Pull out each line of the data that includes the word "parent".

**Records for this task:**
+++
//! Knowledge base configuration management.

use crate::types::KnowledgeBaseConfig;
use docchat_core::config::STATE_DIR;
use docchat_core::{AppError, AppResult};
use std::fs;
use std::path::{Path, PathBuf};

/// Load a dataset's knowledge configuration.
///
/// Loads from `.docchat/knowledge/<dataset>/config.yaml` if it exists,
/// otherwise returns the defaults for that dataset name.
pub fn load_config(workspace: &Path, dataset: &str) -> AppResult<KnowledgeBaseConfig> {
    let config_path = get_config_path(workspace, dataset);

    if config_path.exists() {
        let content = fs::read_to_string(&config_path).map_err(|e| {
            AppError::Knowledge(format!("Failed to read config at {:?}: {}", config_path, e))
        })?;

        let mut config: KnowledgeBaseConfig = serde_yaml::from_str(&content).map_err(|e| {
            AppError::Knowledge(format!("Failed to parse config at {:?}: {}", config_path, e))
        })?;

        // Ensure name matches
        config.name = dataset.to_string();

        tracing::debug!("Loaded knowledge config for dataset '{}'", dataset);
        Ok(config)
    } else {
        tracing::debug!(
            "Using default knowledge config for dataset '{}' (no config file found)",
            dataset
        );
        Ok(KnowledgeBaseConfig::new(dataset))
    }
}

/// Save a dataset's knowledge configuration.
pub fn save_config(workspace: &Path, config: &KnowledgeBaseConfig) -> AppResult<()> {
    let config_path = get_config_path(workspace, &config.name);

    if let Some(parent) = config_path.parent() {
        fs::create_dir_all(parent).map_err(|e| {
            AppError::Knowledge(format!("Failed to create config directory: {}", e))
        })?;
    }

    let yaml = serde_yaml::to_string(config)?;
    fs::write(&config_path, yaml).map_err(|e| {
        AppError::Knowledge(format!("Failed to write config to {:?}: {}", config_path, e))
    })?;

    tracing::debug!("Saved knowledge config for dataset '{}'", config.name);
    Ok(())
}

/// Get the path to a dataset's config file.
pub fn get_config_path(workspace: &Path, dataset: &str) -> PathBuf {
    workspace
        .join(STATE_DIR)
        .join("knowledge")
        .join(dataset)
        .join("config.yaml")
}

/// Get the directory holding a dataset's persisted index.
pub fn get_embeddings_dir(workspace: &Path, dataset: &str) -> PathBuf {
    workspace.join(STATE_DIR).join("embeddings").join(dataset)
}

/// Get the SQLite index path for a dataset.
pub fn get_index_path(workspace: &Path, dataset: &str) -> PathBuf {
    get_embeddings_dir(workspace, dataset).join("index.sqlite")
}
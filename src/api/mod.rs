//! API layer - HTTP handlers and middleware
//!
//! This module contains all HTTP-related concerns:
//! - Request handlers
//! - Middleware (CORS)
//! - Custom extractors
//! - Route definitions

pub mod extractors;
pub mod handlers;
pub mod middleware;
pub mod openapi;
pub mod routes;
pub mod state;

pub use openapi::ApiDoc;
pub use routes::create_router;
pub use state::AppState;
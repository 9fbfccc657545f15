//! Application state - Dependency injection container.

use std::sync::Arc;

use crate::services::{FixedCredentials, LoginHandler};

/// Application state shared across handlers.
#[derive(Clone)]
pub struct AppState {
    /// Decides login outcomes
    pub login_handler: Arc<dyn LoginHandler>,
}

impl AppState {
    /// Create application state with an injected login handler.
    pub fn new(login_handler: Arc<dyn LoginHandler>) -> Self {
        Self { login_handler }
    }
}

impl Default for AppState {
    /// State wired with the demo account handler.
    fn default() -> Self {
        Self::new(Arc::new(FixedCredentials::new()))
    }
}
+++
**Written response:**
    if let Some(parent) = config_path.parent() {
        fs::create_dir_all(parent).map_err(|e| {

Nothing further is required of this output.